This goat cheese potato gratin recipe is a variation of my husband’s classic potato gratin dauphinois I love his gratin, actually his grandmother’s recipe, but I also love the flavor combination of goat cheese and potatoes. So, when I had some extra goat cheese and potatoes that needed to be used, I decided to put my own spin on this dish and this is the result. This dish can be made in large serving dish or in smaller molds to be served individually.
Goat cheese potato gratin
- 8 small to medium sized Yukon gold potatoes sliced thinly
- 1 cup whole milk
- 1 cup crumbled goat cheese + ¾ cup crumbled goat cheese for topping
- 6 garlic cloves
- 1 egg
- 1 tsp salt
- 1 cup heavy cream
- Fresh ground pepper
- Fresh herbs (thyme oregano and rosemary
- Pre-heat oven to 375° F.
- Arrange potato slices in a 8×15 baking pan or in small gratin dishes, arrange the slices in a way that small spaces are left (to allow the sauce to distribute evenly).

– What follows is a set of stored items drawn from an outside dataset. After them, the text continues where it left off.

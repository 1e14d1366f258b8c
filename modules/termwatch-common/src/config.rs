use std::env;
use std::fs;
use std::path::{Path, PathBuf};

use tracing::info;

use crate::types::Watchlist;

/// Which sources a polling cycle covers.
#[derive(Debug, Clone, Copy, PartialEq, Eq)]
pub enum ScanMode {
    /// Every source each cycle, the per-source bound split evenly.
    AllSources,
    /// One source per cycle, wrapping.
    RoundRobin,
}

/// When accumulated items are persisted to the report file.
#[derive(Debug, Clone, Copy, PartialEq, Eq)]
pub enum FlushPolicy {
    /// Write the whole set once when the run terminates. Unflushed data
    /// is lost if the process dies first.
    AtEnd,
    /// Append each cycle's newly admitted items, bounding loss to one
    /// cycle's worth.
    PerCycle,
}

/// How the first write to the report file treats existing content.
#[derive(Debug, Clone, Copy, PartialEq, Eq)]
pub enum WriteMode {
    Overwrite,
    Append,
}

/// Application configuration: credentials and lists from the settings
/// directory, tunables from environment variables.
#[derive(Debug, Clone)]
pub struct Config {
    // Source credentials (opaque, contents not interpreted)
    pub client_id: String,
    pub client_secret: String,
    pub user_agent: String,

    // Flagging inputs
    pub watchlist: Watchlist,
    pub sources: Vec<String>,

    // Output
    pub output_path: PathBuf,
    pub write_mode: WriteMode,
    pub flush_policy: FlushPolicy,

    // Pacing and termination
    pub scan_mode: ScanMode,
    pub desired_entries: usize,
    pub posts_per_minute: u32,
    pub posts_per_source: u32,
    pub total_post_limit: u32,
    /// Fixed cooldown between cycles. When unset the cycle period is
    /// rate-paced from posts_per_minute.
    pub cooldown_secs: Option<u64>,
}

impl Config {
    /// Load configuration. A missing settings file degrades to an empty
    /// string/list rather than a startup failure; malformed numeric env
    /// vars panic with a clear message.
    pub fn load() -> Self {
        let settings_dir =
            PathBuf::from(env::var("SETTINGS_DIR").unwrap_or_else(|_| "settings".to_string()));

        Self {
            client_id: read_setting(&settings_dir, "id"),
            client_secret: read_setting(&settings_dir, "secret"),
            user_agent: read_setting(&settings_dir, "user_agent"),
            watchlist: Watchlist::parse(&read_setting(&settings_dir, "term_list")),
            sources: parse_list(&read_setting(&settings_dir, "subreddit_list")),
            output_path: PathBuf::from(
                env::var("OUTPUT_PATH").unwrap_or_else(|_| "output/flagged.txt".to_string()),
            ),
            write_mode: match env::var("WRITE_MODE").as_deref() {
                Ok("append") => WriteMode::Append,
                _ => WriteMode::Overwrite,
            },
            flush_policy: match env::var("FLUSH_POLICY").as_deref() {
                Ok("at_end") => FlushPolicy::AtEnd,
                _ => FlushPolicy::PerCycle,
            },
            scan_mode: match env::var("SCAN_MODE").as_deref() {
                Ok("all_sources") => ScanMode::AllSources,
                _ => ScanMode::RoundRobin,
            },
            desired_entries: numeric_env("DESIRED_ENTRIES", 10_000),
            posts_per_minute: numeric_env("POSTS_PER_MINUTE", 80),
            posts_per_source: numeric_env("POSTS_PER_SOURCE", 200),
            total_post_limit: numeric_env("TOTAL_POST_LIMIT", 1_000),
            cooldown_secs: env::var("COOLDOWN_SECS")
                .ok()
                .map(|v| v.parse().expect("COOLDOWN_SECS must be a number")),
        }
    }

    /// Log the loaded configuration without exposing credentials.
    pub fn log_redacted(&self) {
        info!(
            sources = self.sources.len(),
            terms = self.watchlist.len(),
            scan_mode = ?self.scan_mode,
            flush_policy = ?self.flush_policy,
            desired_entries = self.desired_entries,
            output = %self.output_path.display(),
            has_credentials = !self.client_id.is_empty(),
            "Configuration loaded"
        );
    }
}

/// Read one settings file; a missing file yields an empty string.
fn read_setting(dir: &Path, name: &str) -> String {
    fs::read_to_string(dir.join(name))
        .map(|s| s.trim().to_string())
        .unwrap_or_default()
}

/// Parse a comma-separated list, dropping empty entries.
pub fn parse_list(raw: &str) -> Vec<String> {
    raw.split(',')
        .map(str::trim)
        .filter(|s| !s.is_empty())
        .map(str::to_string)
        .collect()
}

fn numeric_env<T: std::str::FromStr>(key: &str, default: T) -> T {
    match env::var(key) {
        Ok(v) => v
            .parse()
            .unwrap_or_else(|_| panic!("{key} must be a number")),
        Err(_) => default,
    }
}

- Combine the milk, 1 cup of goat cheese, whole garlic cloves, egg, and salt in a blender and mix until all the ingredients are well combined.

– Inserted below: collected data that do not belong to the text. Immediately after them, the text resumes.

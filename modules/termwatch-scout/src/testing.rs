// Test mocks for the polling pipeline.
//
// MockSource implements ContentSource over in-memory maps: no network,
// no credentials. Builder pattern: `.on_posts()`, `.on_replies()`,
// `.failing()`. Repeated `.on_posts()` for one source queues batches so
// consecutive cycles can see different data; the last batch sticks.

use std::collections::{HashMap, HashSet, VecDeque};
use std::sync::{Arc, Mutex};

use anyhow::{bail, Result};
use async_trait::async_trait;
use chrono::Utc;

use termwatch_common::{FlaggedItem, ItemKind, ParentRef, Post, Reply};

use crate::traits::ContentSource;

pub struct MockSource {
    posts: Mutex<HashMap<String, VecDeque<Vec<Post>>>>,
    replies: HashMap<String, Vec<Reply>>,
    failing: HashSet<String>,
    failing_replies: HashSet<String>,
    calls: Arc<Mutex<Vec<(String, u32)>>>,
}

impl MockSource {
    pub fn new() -> Self {
        Self {
            posts: Mutex::new(HashMap::new()),
            replies: HashMap::new(),
            failing: HashSet::new(),
            failing_replies: HashSet::new(),
            calls: Arc::new(Mutex::new(Vec::new())),
        }
    }

    /// Queue a batch of posts for a source. Unregistered sources fetch
    /// empty; registered ones serve queued batches in order, repeating
    /// the last one once the queue is drained.
    pub fn on_posts(self, source_name: &str, posts: Vec<Post>) -> Self {
        self.posts
            .lock()
            .unwrap()
            .entry(source_name.to_string())
            .or_default()
            .push_back(posts);
        self
    }

    pub fn on_replies(mut self, post_id: &str, replies: Vec<Reply>) -> Self {
        self.replies.insert(post_id.to_string(), replies);
        self
    }

    /// Make `recent_posts` fail for this source name.
    pub fn failing(mut self, source_name: &str) -> Self {
        self.failing.insert(source_name.to_string());
        self
    }

    /// Make `replies` fail for this post id.
    pub fn failing_replies(mut self, post_id: &str) -> Self {
        self.failing_replies.insert(post_id.to_string());
        self
    }

    /// Handle onto the `(source_name, limit)` fetch record, usable after
    /// the mock has been moved into a scanner.
    pub fn calls(&self) -> Arc<Mutex<Vec<(String, u32)>>> {
        Arc::clone(&self.calls)
    }
}

impl Default for MockSource {
    fn default() -> Self {
        Self::new()
    }
}

#[async_trait]
impl ContentSource for MockSource {
    async fn recent_posts(&self, source_name: &str, limit: u32) -> Result<Vec<Post>> {
        self.calls
            .lock()
            .unwrap()
            .push((source_name.to_string(), limit));

        if self.failing.contains(source_name) {
            bail!("MockSource: fetch failed for {source_name}");
        }

        let mut queues = self.posts.lock().unwrap();
        let batch = match queues.get_mut(source_name) {
            Some(queue) if queue.len() > 1 => queue.pop_front().unwrap_or_default(),
            Some(queue) => queue.front().cloned().unwrap_or_default(),
            None => Vec::new(),
        };
        Ok(batch.into_iter().take(limit as usize).collect())
    }

    async fn replies(&self, post: &Post) -> Result<Vec<Reply>> {
        if self.failing_replies.contains(&post.id) {
            bail!("MockSource: reply fetch failed for {}", post.id);
        }
        Ok(self.replies.get(&post.id).cloned().unwrap_or_default())
    }
}

// ---------------------------------------------------------------------------
// Record builders
// ---------------------------------------------------------------------------

pub fn post(id: &str, source_name: &str, title: &str, body: &str) -> Post {
    Post {
        id: id.to_string(),
        author: "tester".to_string(),
        title: title.to_string(),
        body: body.to_string(),
        source_name: source_name.to_string(),
        url: format!("https://example.com/r/{source_name}/{id}"),
    }
}

/// A reply whose parent is another reply.
pub fn reply(id: &str, body: &str, parent_reply_id: &str) -> Reply {
    Reply {
        id: id.to_string(),
        author: "tester".to_string(),
        body: body.to_string(),
        url: format!("https://example.com/r/test/{id}"),
        parent: ParentRef::Reply(parent_reply_id.to_string()),
    }
}

/// A reply hanging directly off the post.
pub fn reply_to_post(id: &str, body: &str, post_id: &str) -> Reply {
    Reply {
        id: id.to_string(),
        author: "tester".to_string(),
        body: body.to_string(),
        url: format!("https://example.com/r/test/{id}"),
        parent: ParentRef::Post(post_id.to_string()),
    }
}

/// A Post-kind flagged item with the given identity and text.
pub fn flagged(url: &str, text: &str) -> FlaggedItem {
    FlaggedItem {
        id: "item".to_string(),
        kind: ItemKind::Post,
        author: "tester".to_string(),
        text: text.to_string(),
        source_name: "test".to_string(),
        url: url.to_string(),
        parent: None,
        flagged_at: Utc::now(),
    }
}
//! Active piece controller
//!
//! `Player` is the falling piece: its kind, its current (possibly rotated)
//! shape and the board position of the shape's top-left corner. All moves are
//! checked against the board with [`Board::is_blocked`]; a rejected move leaves
//! the piece exactly as it was.

use crate::board::Board;
use crate::pieces::{kick_offsets, shape_for, Shape};
use crate::types::{PieceKind, SPAWN_X, SPAWN_Y};

/// Result of a one-row drop.
#[derive(Debug, Clone, Copy, PartialEq, Eq)]
pub enum DropOutcome {
    /// The piece moved down one row.
    Moved,
    /// The piece could not move down and must lock.
    /// `top_out` is set when the piece was still above row 0.
    Landed { top_out: bool },
}

/// Active falling piece
#[derive(Debug, Clone, Copy, PartialEq, Eq, Hash)]
pub struct Player {
    pub kind: PieceKind,
    pub shape: Shape,
    pub x: i8,
    pub y: i8,
    pub collided: bool,
}

impl Player {
    /// Create a piece in its catalog orientation at the spawn cell
    pub fn spawn(kind: PieceKind) -> Self {
        Self::at(kind, SPAWN_X, SPAWN_Y)
    }

    /// Create a piece in its catalog orientation at `(x, y)`
    pub fn at(kind: PieceKind, x: i8, y: i8) -> Self {
        Self {
            kind,
            shape: shape_for(kind).shape,
            x,
            y,
            collided: false,
        }
    }

    pub fn is_blocked(&self, board: &Board, dx: i8, dy: i8) -> bool {
        board.is_blocked(&self.shape, self.x, self.y, dx, dy)
    }

    /// Shift one column left (`-1`) or right (`+1`) if the target is free.
    pub fn move_lateral(&mut self, board: &Board, dir: i8) -> bool {
        if self.is_blocked(board, dir, 0) {
            return false;
        }
        self.x += dir;
        true
    }

    /// Drop one row, or mark the piece as landed.
    pub fn soft_drop(&mut self, board: &Board) -> DropOutcome {
        if !self.is_blocked(board, 0, 1) {
            self.y += 1;
            self.collided = false;
            return DropOutcome::Moved;
        }
        self.collided = true;
        DropOutcome::Landed { top_out: self.y < 0 }
    }

    /// Rotate clockwise, kicking sideways if the rotated shape collides.
    ///
    /// On failure nothing changes.
    pub fn rotate(&mut self, board: &Board) -> bool {
        let rotated = self.shape.rotated_cw();
        for offset in kick_offsets(rotated.size()) {
            let x = self.x + offset;
            if !board.is_blocked(&rotated, x, self.y, 0, 0) {
                self.shape = rotated;
                self.x = x;
                return true;
            }
        }
        false
    }

    /// Absolute board coordinates of every filled cell (may include y < 0).
    pub fn cells(&self) -> impl Iterator<Item = (i8, i8)> + '_ {
        self.shape
            .cells()
            .map(move |(cx, cy)| (self.x + cx, self.y + cy))
    }
}

#[cfg(test)]
mod tests {
    use super::*;
    use crate::types::{Cell, BOARD_HEIGHT};

    #[test]
    fn test_spawn_position() {
        let p = Player::spawn(PieceKind::T);
        assert_eq!((p.x, p.y), (4, 0));
        assert!(!p.collided);
        assert_eq!(p.shape, shape_for(PieceKind::T).shape);
    }

    #[test]
    fn test_o_walks_to_left_wall() {
        let board = Board::new();
        let mut p = Player::spawn(PieceKind::O);
        for _ in 0..4 {
            assert!(p.move_lateral(&board, -1));
        }
        assert_eq!(p.x, 0);
        assert!(!p.move_lateral(&board, -1));
        assert_eq!(p.x, 0);
    }

    #[test]
    fn test_soft_drop_until_floor() {
        let board = Board::new();
        let mut p = Player::spawn(PieceKind::O);
        let mut moves = 0;
        while p.soft_drop(&board) == DropOutcome::Moved {
            moves += 1;
        }
        assert_eq!(moves, BOARD_HEIGHT as i32 - 2);
        assert!(p.collided);
        assert_eq!(p.y, BOARD_HEIGHT as i8 - 2);
    }

    #[test]
    fn test_landing_above_top_is_top_out() {
        let mut board = Board::new();
        board.set(4, 0, Cell::Merged(PieceKind::Z));
        let mut p = Player::at(PieceKind::O, 4, -2);
        assert_eq!(p.soft_drop(&board), DropOutcome::Landed { top_out: true });
        assert_eq!(p.y, -2);
    }

    #[test]
    fn test_rotate_in_open_space() {
        let board = Board::new();
        let mut p = Player::spawn(PieceKind::T);
        assert!(p.rotate(&board));
        assert_eq!(p.x, 4);
        assert_eq!(p.shape, shape_for(PieceKind::T).shape.rotated_cw());
    }

    #[test]
    fn test_rotate_kicks_off_left_wall() {
        let board = Board::new();
        // Vertical I in column 1 of its matrix; x = -1 puts it on column 0.
        let mut p = Player::at(PieceKind::I, -1, 5);
        assert!(!p.is_blocked(&board, 0, 0));
        // Horizontal I spans matrix columns 0..4 -> needs a kick to x = 0.
        assert!(p.rotate(&board));
        assert_eq!(p.x, 0);
    }

    #[test]
    fn test_rotate_kicks_off_right_wall() {
        let board = Board::new();
        // x = 9 puts the vertical I on column 10; flat it would reach column 12.
        let mut p = Player::at(PieceKind::I, 9, 5);
        assert!(!p.is_blocked(&board, 0, 0));
        assert!(p.rotate(&board));
        assert_eq!(p.x, 8);
        assert_eq!(p.y, 5);
    }

    #[test]
    fn test_rotate_needs_two_column_kick() {
        let mut board = Board::new();
        // Rotated T has its stem on matrix column 1, row 0. Blocking columns
        // 4..=6 of row 10 rejects offsets 0, +1 and -1.
        for x in 4..=6 {
            board.set(x, 10, Cell::Merged(PieceKind::O));
        }
        let mut p = Player::at(PieceKind::T, 4, 10);
        assert!(!p.is_blocked(&board, 0, 0));
        assert!(p.rotate(&board));
        assert_eq!(p.x, 6);
        assert_eq!(p.y, 10);
        assert_eq!(p.shape, shape_for(PieceKind::T).shape.rotated_cw());
    }

    #[test]
    fn test_failed_rotation_restores_state() {
        let mut board = Board::new();
        // Box the vertical I into a one-wide shaft.
        for y in 0..BOARD_HEIGHT as i8 {
            for x in 0..12 {
                if x != 5 {
                    board.set(x, y, Cell::Merged(PieceKind::S));
                }
            }
        }
        let mut p = Player::at(PieceKind::I, 4, 8);
        assert!(!p.is_blocked(&board, 0, 0));
        let before = p;
        assert!(!p.rotate(&board));
        assert_eq!(p, before);
    }
}
//! Runtime configuration read from environment variables.
//!
//! - `PHARAOH_SEED`: RNG seed (default: derived from the system clock)
//! - `PHARAOH_FRAME_MS`: terminal frame/poll interval (default 16)
//! - `PHARAOH_FAST_DROP_GRACE_MS`: fast-drop auto-release window for
//!   terminals without key release events (default 150)
//! - `PHARAOH_LOG_PATH`: log file; logging is off when unset
//! - `PHARAOH_LOG_LEVEL`: `error`, `warn`, `info`, `debug`, `trace` or `off`
//!   (default `info`)
//!
//! Unparsable values fall back to their defaults.

use std::path::PathBuf;
use std::time::{SystemTime, UNIX_EPOCH};

use log::LevelFilter;

use crate::types::{FAST_DROP_GRACE_MS, FRAME_MS};

#[derive(Debug, Clone, PartialEq, Eq)]
pub struct GameConfig {
    pub seed: u32,
    pub frame_ms: u32,
    pub fast_drop_grace_ms: u32,
    pub log_path: Option<PathBuf>,
    pub log_level: LevelFilter,
}

impl Default for GameConfig {
    fn default() -> Self {
        Self {
            seed: 1,
            frame_ms: FRAME_MS,
            fast_drop_grace_ms: FAST_DROP_GRACE_MS,
            log_path: None,
            log_level: LevelFilter::Info,
        }
    }
}

impl GameConfig {
    /// Create from environment variables
    pub fn from_env() -> Self {
        Self::from_lookup(|key| std::env::var(key).ok())
    }

    /// Create from an arbitrary key lookup.
    pub fn from_lookup<F>(lookup: F) -> Self
    where
        F: Fn(&str) -> Option<String>,
    {
        let defaults = Self::default();

        let seed = lookup("PHARAOH_SEED")
            .and_then(|s| s.trim().parse().ok())
            .unwrap_or_else(clock_seed);

        let frame_ms = lookup("PHARAOH_FRAME_MS")
            .and_then(|s| s.trim().parse().ok())
            .filter(|ms| *ms > 0)
            .unwrap_or(defaults.frame_ms);

        let fast_drop_grace_ms = lookup("PHARAOH_FAST_DROP_GRACE_MS")
            .and_then(|s| s.trim().parse().ok())
            .unwrap_or(defaults.fast_drop_grace_ms);

        let log_path = lookup("PHARAOH_LOG_PATH")
            .map(|s| s.trim().to_string())
            .filter(|s| !s.is_empty())
            .map(PathBuf::from);

        let log_level = lookup("PHARAOH_LOG_LEVEL")
            .and_then(|s| s.trim().parse().ok())
            .unwrap_or(defaults.log_level);

        Self {
            seed,
            frame_ms,
            fast_drop_grace_ms,
            log_path,
            log_level,
        }
    }
}

fn clock_seed() -> u32 {
    SystemTime::now()
        .duration_since(UNIX_EPOCH)
        .map(|d| d.subsec_nanos() ^ d.as_secs() as u32)
        .unwrap_or(1)
}
//! Synchronous game loop: a [`GameState`] plus its gravity [`TickTimer`].

use log::debug;

use crate::core::{GameSnapshot, GameState};
use crate::timer::TickTimer;
use crate::types::{GameAction, LockEvent};

/// Owns a session and drives gravity from elapsed time.
#[derive(Debug, Clone)]
pub struct GameLoop {
    state: GameState,
    timer: TickTimer,
    ticks: u64,
}

impl GameLoop {
    pub fn new(seed: u32) -> Self {
        Self::from_state(GameState::new(seed))
    }

    pub fn from_state(state: GameState) -> Self {
        let mut game = Self {
            state,
            timer: TickTimer::new(),
            ticks: 0,
        };
        game.sync_timer();
        game
    }

    pub fn state(&self) -> &GameState {
        &self.state
    }

    pub fn timer(&self) -> &TickTimer {
        &self.timer
    }

    /// Gravity ticks fired since construction.
    pub fn ticks(&self) -> u64 {
        self.ticks
    }

    pub fn snapshot(&self) -> GameSnapshot {
        self.state.snapshot()
    }

    pub fn snapshot_into(&self, out: &mut GameSnapshot) {
        self.state.snapshot_into(out);
    }

    pub fn take_last_event(&mut self) -> Option<LockEvent> {
        self.state.take_last_event()
    }

    /// Milliseconds until the next gravity tick, if one is pending.
    pub fn remaining_ms(&self) -> Option<u32> {
        self.timer.remaining_ms()
    }

    /// Apply a command, then re-arm the timer.
    pub fn handle(&mut self, action: GameAction) -> bool {
        let changed = self.state.apply_action(action);
        self.sync_timer();
        changed
    }

    /// Let `elapsed_ms` pass. Every deadline reached inside the budget fires
    /// one tick, and the timer is re-armed between firings.
    ///
    /// Returns the number of ticks fired.
    pub fn advance(&mut self, elapsed_ms: u32) -> u32 {
        let mut budget = elapsed_ms;
        let mut fired = 0;

        while self.timer.consume(&mut budget) {
            self.state.soft_drop_tick();
            self.ticks += 1;
            fired += 1;
            self.sync_timer();
        }

        fired
    }

    fn sync_timer(&mut self) {
        if !self.state.is_playing() {
            if self.timer.is_armed() {
                debug!("tick timer cancelled ({})", self.state.status().as_str());
            }
            self.timer.cancel();
            return;
        }

        let interval = self.state.tick_interval_ms();
        if self.timer.schedule(interval) {
            debug!("tick timer armed: {}ms", interval);
        }
    }
}

impl Default for GameLoop {
    fn default() -> Self {
        Self::new(1)
    }
}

- Add the heavy cream to the blended mix and stir lightly, don’t blend the cream or the sauce will become too thick, which keeps the sauce from seeping between the potatoes.
- Pour the sauce over the potatoes, it should barely cover them but should seep through the layered potato slices.

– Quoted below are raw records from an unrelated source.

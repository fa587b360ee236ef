//! Terminal renderer for the game.
//!
//! A [`GameView`] paints a [`GameSnapshot`](crate::core::GameSnapshot) into a
//! [`FrameBuffer`] of styled glyphs (pure, testable), and a
//! [`TerminalRenderer`] flushes frames to the terminal, writing only the runs
//! that changed since the previous frame.

pub mod fb;
pub mod game_view;
pub mod renderer;

pub use pharaoh_blocks_core as core;
pub use pharaoh_blocks_types as types;

pub use fb::{FrameBuffer, Glyph, Style};
pub use game_view::{GameView, Viewport};
pub use renderer::{encode_diff_into, encode_full_into, TerminalRenderer};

- Bake for about 30-40 minutes, until the top begins to golden.
- Remove from oven, sprinkle with remaining crumbled goat cheese, ground pepper and fresh herbs.
- Turn the broiler on and return pan to oven, broil for about 5 minutes or until goat cheese begin to brown.
- Let cool for about 10 minutes before serving to allow the sauce to solidify.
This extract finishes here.